AJ made one more swipe at the glass with his thumb, then lifted it and took a long drink before speaking, his eyes on the bar.

“Man who drove that Lexus, he’s of interest to me, Mr. Dolson. Not to you. Understand?”

“What did he do, steal something? Drugs, or money?”

AJ shook his head.

“What, then? What are you talking about?”

Silence.

“Your problem,” Jerry said, “is that you put that cute little box on the underside of the car instead of sticking it to the fella himself. You found the car all right, but your boy isn’t with it. Tough shit, huh?”

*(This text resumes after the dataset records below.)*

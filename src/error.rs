//! Error types with fix suggestions
//!
//! Every failure is raised at definition time. A build either returns a
//! complete graph or one of the errors below, never a partial graph.

use std::fmt;

use thiserror::Error;

/// Trait for errors that provide fix suggestions
pub trait FixSuggestion {
    fn fix_suggestion(&self) -> Option<&str>;
}

// ─────────────────────────────────────────────────────────────
// Definition errors (WIRE-001 to WIRE-006)
// ─────────────────────────────────────────────────────────────

#[derive(Error, Debug, Clone, PartialEq, Eq)]
pub enum DefinitionError {
    #[error(
        "WIRE-001: '{name}' was passed into a pipeline but it is not a task definition. \
         It has likely not been registered through TaskDefinition::builder"
    )]
    UnregisteredCallable { name: String },

    #[error("WIRE-002: Invalid item in task list: {repr}")]
    InvalidEntry { repr: String },

    #[error("WIRE-003: Alias '{alias}' is used by both '{first}' and '{second}'")]
    DuplicateAlias {
        alias: String,
        first: String,
        second: String,
    },

    #[error("WIRE-004: Invalid {kind} name '{name}' (allowed: letters, digits, underscore)")]
    InvalidName { kind: &'static str, name: String },

    #[error("WIRE-005: Task '{task}' declares input '{input}' more than once")]
    DuplicateInput { task: String, input: String },

    #[error("WIRE-006: Task '{task}' declares output '{output}' more than once")]
    DuplicateOutput { task: String, output: String },
}

// ─────────────────────────────────────────────────────────────
// Dependency errors (WIRE-010 to WIRE-031)
// ─────────────────────────────────────────────────────────────

#[derive(Error, Debug, Clone, PartialEq, Eq)]
#[error("WIRE-010: Circular reference detected in task '{alias}' input '{input}'")]
pub struct CircularReferenceError {
    pub alias: String,
    pub input: String,
}

/// Where an unknown task name was found in the dependency specification
#[derive(Debug, Clone, Copy, PartialEq, Eq)]
pub enum ReferenceSite {
    /// The task owning the inputs (a specification key)
    Consumer,
    /// The task a dependency target points at
    Producer,
}

impl fmt::Display for ReferenceSite {
    fn fmt(&self, f: &mut fmt::Formatter<'_>) -> fmt::Result {
        match self {
            ReferenceSite::Consumer => write!(f, "dependency specification"),
            ReferenceSite::Producer => write!(f, "dependency target"),
        }
    }
}

#[derive(Error, Debug, Clone, PartialEq, Eq)]
pub enum MissingInstanceError {
    #[error("WIRE-020: Task '{name}' in {site} not found in task list")]
    Direct { name: String, site: ReferenceSite },

    #[error(
        "WIRE-021: Task '{original_name}' (aliased by '{alias}' in dependency specification) \
         not found in task list"
    )]
    Aliased { alias: String, original_name: String },
}

impl MissingInstanceError {
    /// The alias that could not be resolved to an instance
    pub fn alias(&self) -> &str {
        match self {
            MissingInstanceError::Direct { name, .. } => name,
            MissingInstanceError::Aliased { alias, .. } => alias,
        }
    }
}

#[derive(Error, Debug, Clone, PartialEq, Eq)]
#[error(
    "WIRE-030: Task '{alias}' does not have input '{requested_input}'. Input list: {available_inputs:?}"
)]
pub struct MissingInputError {
    pub alias: String,
    pub requested_input: String,
    pub available_inputs: Vec<String>,
}

#[derive(Error, Debug, Clone, PartialEq, Eq)]
#[error(
    "WIRE-031: Task '{alias}' does not have output '{requested_output}'. Output list: {available_outputs:?}"
)]
pub struct MissingOutputError {
    pub alias: String,
    pub requested_output: String,
    pub available_outputs: Vec<String>,
}

/// A violation found on a single dependency edge
#[derive(Error, Debug, Clone, PartialEq, Eq)]
pub enum DependencyError {
    #[error(transparent)]
    CircularReference(#[from] CircularReferenceError),

    #[error(transparent)]
    MissingInstance(#[from] MissingInstanceError),

    #[error(transparent)]
    MissingInput(#[from] MissingInputError),

    #[error(transparent)]
    MissingOutput(#[from] MissingOutputError),
}

// ─────────────────────────────────────────────────────────────
// Type errors (WIRE-040)
// ─────────────────────────────────────────────────────────────

#[derive(Error, Debug, Clone, PartialEq, Eq)]
#[error(
    "WIRE-040: Type names must be unique. Two different types share the name '{name}'"
)]
pub struct DuplicateTypeNameError {
    pub name: String,
}

/// Every dependency violation of a graph, in specification order
#[derive(Debug, Clone, Default, PartialEq, Eq)]
pub struct ValidationReport {
    pub errors: Vec<DependencyError>,
}

impl ValidationReport {
    pub fn is_empty(&self) -> bool {
        self.errors.is_empty()
    }

    pub fn len(&self) -> usize {
        self.errors.len()
    }
}

impl fmt::Display for ValidationReport {
    fn fmt(&self, f: &mut fmt::Formatter<'_>) -> fmt::Result {
        let noun = if self.errors.len() == 1 {
            "dependency"
        } else {
            "dependencies"
        };
        write!(f, "{} invalid {}", self.errors.len(), noun)?;
        for error in &self.errors {
            write!(f, "\n  - {}", error)?;
        }
        Ok(())
    }
}

/// Top-level error of a graph build
#[derive(Error, Debug, Clone, PartialEq, Eq)]
pub enum GraphError {
    #[error(transparent)]
    Definition(#[from] DefinitionError),

    #[error(transparent)]
    Dependency(#[from] DependencyError),

    #[error("{0}")]
    Invalid(ValidationReport),

    #[error(transparent)]
    DuplicateTypeName(#[from] DuplicateTypeNameError),
}

impl From<CircularReferenceError> for GraphError {
    fn from(err: CircularReferenceError) -> Self {
        GraphError::Dependency(err.into())
    }
}

impl From<MissingInstanceError> for GraphError {
    fn from(err: MissingInstanceError) -> Self {
        GraphError::Dependency(err.into())
    }
}

// ─────────────────────────────────────────────────────────────
// Manifest errors (WIRE-050 to WIRE-055)
// ─────────────────────────────────────────────────────────────

#[derive(Error, Debug)]
pub enum ManifestError {
    #[error("WIRE-050: YAML parse error: {0}")]
    YamlParse(#[from] serde_yaml::Error),

    #[error("WIRE-051: IO error: {0}")]
    Io(#[from] std::io::Error),

    #[error("WIRE-052: Unknown type '{name}'")]
    UnknownType { name: String },

    #[error("WIRE-053: Invalid type expression '{expr}'")]
    TypeSyntax { expr: String },

    #[error("WIRE-054: Invalid dependency target '{raw}' (expected 'task' or 'task.output')")]
    InvalidTarget { raw: String },

    #[error("WIRE-055: Type '{name}' is declared more than once")]
    DuplicateTypeDeclaration { name: String },

    #[error(transparent)]
    Graph(#[from] GraphError),
}

impl From<DefinitionError> for ManifestError {
    fn from(err: DefinitionError) -> Self {
        ManifestError::Graph(err.into())
    }
}

impl FixSuggestion for DefinitionError {
    fn fix_suggestion(&self) -> Option<&str> {
        match self {
            DefinitionError::UnregisteredCallable { .. } => {
                Some("Wrap the function in a TaskDefinition before adding it to the pipeline")
            }
            DefinitionError::InvalidEntry { .. } => {
                Some("Only task definitions may appear in the task list")
            }
            DefinitionError::DuplicateAlias { .. } => {
                Some("Give every use of a task a distinct alias")
            }
            DefinitionError::InvalidName { .. } => Some("Use names matching [A-Za-z0-9_]+"),
            DefinitionError::DuplicateInput { .. } => Some("Rename one of the inputs"),
            DefinitionError::DuplicateOutput { .. } => Some("Rename one of the outputs"),
        }
    }
}

impl FixSuggestion for DependencyError {
    fn fix_suggestion(&self) -> Option<&str> {
        match self {
            DependencyError::CircularReference(_) => {
                Some("Remove the dependency - a task cannot consume its own output")
            }
            DependencyError::MissingInstance(MissingInstanceError::Direct { .. }) => {
                Some("Add the task definition to the task list or fix the task name")
            }
            DependencyError::MissingInstance(MissingInstanceError::Aliased { .. }) => {
                Some("Add the aliased task definition to the task list")
            }
            DependencyError::MissingInput(_) => Some("Use one of the inputs from the input list"),
            DependencyError::MissingOutput(_) => {
                Some("Use one of the outputs from the output list")
            }
        }
    }
}

impl FixSuggestion for GraphError {
    fn fix_suggestion(&self) -> Option<&str> {
        match self {
            GraphError::Definition(err) => err.fix_suggestion(),
            GraphError::Dependency(err) => err.fix_suggestion(),
            GraphError::Invalid(_) => Some("Fix every listed dependency and rebuild"),
            GraphError::DuplicateTypeName(_) => {
                Some("Reuse one type value instead of constructing two types with the same name")
            }
        }
    }
}

impl FixSuggestion for ManifestError {
    fn fix_suggestion(&self) -> Option<&str> {
        match self {
            ManifestError::YamlParse(_) => Some("Check YAML syntax: indentation and quoting"),
            ManifestError::Io(_) => Some("Check file path and permissions"),
            ManifestError::UnknownType { .. } => {
                Some("Declare the type under types: before it is used, or use a built-in type")
            }
            ManifestError::TypeSyntax { .. } => Some("Use Name, List[Name] or Nullable[Name]"),
            ManifestError::InvalidTarget { .. } => Some("Use format: task or task.output"),
            ManifestError::DuplicateTypeDeclaration { .. } => {
                Some("Keep a single declaration per type name")
            }
            ManifestError::Graph(err) => err.fix_suggestion(),
        }
    }
}

#[cfg(test)]
mod tests {
    use super::*;

    #[test]
    fn missing_input_lists_available_inputs() {
        let err = MissingInputError {
            alias: "B".to_string(),
            requested_input: "nope".to_string(),
            available_inputs: vec!["i1".to_string(), "i2".to_string()],
        };
        let msg = err.to_string();
        assert!(msg.starts_with("WIRE-030"));
        assert!(msg.contains(r#"["i1", "i2"]"#));
    }

    #[test]
    fn missing_instance_messages_distinguish_alias() {
        let direct = MissingInstanceError::Direct {
            name: "C".to_string(),
            site: ReferenceSite::Producer,
        };
        assert_eq!(
            direct.to_string(),
            "WIRE-020: Task 'C' in dependency target not found in task list"
        );

        let aliased = MissingInstanceError::Aliased {
            alias: "first".to_string(),
            original_name: "load".to_string(),
        };
        let msg = aliased.to_string();
        assert!(msg.contains("'load'"));
        assert!(msg.contains("'first'"));
        assert_eq!(aliased.alias(), "first");
    }

    #[test]
    fn graph_error_is_transparent() {
        let err: GraphError = CircularReferenceError {
            alias: "A".to_string(),
            input: "i1".to_string(),
        }
        .into();
        assert_eq!(
            err.to_string(),
            "WIRE-010: Circular reference detected in task 'A' input 'i1'"
        );
        assert!(err.fix_suggestion().is_some());
    }

    #[test]
    fn report_renders_every_error() {
        let report = ValidationReport {
            errors: vec![
                CircularReferenceError {
                    alias: "A".to_string(),
                    input: "x".to_string(),
                }
                .into(),
                MissingInstanceError::Direct {
                    name: "Z".to_string(),
                    site: ReferenceSite::Consumer,
                }
                .into(),
            ],
        };
        let msg = GraphError::Invalid(report).to_string();
        assert!(msg.starts_with("2 invalid dependencies"));
        assert!(msg.contains("WIRE-010"));
        assert!(msg.contains("WIRE-020"));
    }

    #[test]
    fn report_noun_agrees_with_count() {
        let report = ValidationReport {
            errors: vec![CircularReferenceError {
                alias: "A".to_string(),
                input: "x".to_string(),
            }
            .into()],
        };
        assert!(report.to_string().starts_with("1 invalid dependency\n"));
        assert_eq!(ValidationReport::default().to_string(), "0 invalid dependencies");
    }

    #[test]
    fn manifest_error_delegates_suggestion() {
        let err: ManifestError = DefinitionError::InvalidEntry {
            repr: "42".to_string(),
        }
        .into();
        assert_eq!(
            err.fix_suggestion(),
            Some("Only task definitions may appear in the task list")
        );
    }
}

He laughed, and AJ lifted his eyes from the bar and locked them on Jerry’s, and then the laugh went away. This guy talked easy, voice soft and calm, but
there was a steel edge inside him. It showed in the way he kept rubbing that glass with his thumb. Some people would do that out of boredom or nervousness. With this guy, it was different. Like with each stroke of his thumb he was tamping down embers in a place nobody else could see.

“You’re an observant man, Mr. Dolson,” AJ said, his voice tighter.

“Wouldn’t have seen it ’cept I had to take the car apart,” Jerry said, and suddenly he was wondering if he should have played this card, let the guy know he’d found the tracking device.

“What did the girl say when you told her?”

“Haven’t told her.”

“So you found it and . . .”

“Threw it in my locker and figured I’d think on it for a day or two.”

Something loosened in AJ’s face.

“You told me you don’t know me, or the guy who drove the Lexus,” he said. “Told me you aren’t interested in us. And I say that’s just right. You shouldn’t be interested in us. We’re about to move right out of your life. But you can make some money before that happens. I expect you understand that’s an opportunity not to let pass by. Easy money, from someone who has nothing to do with you?”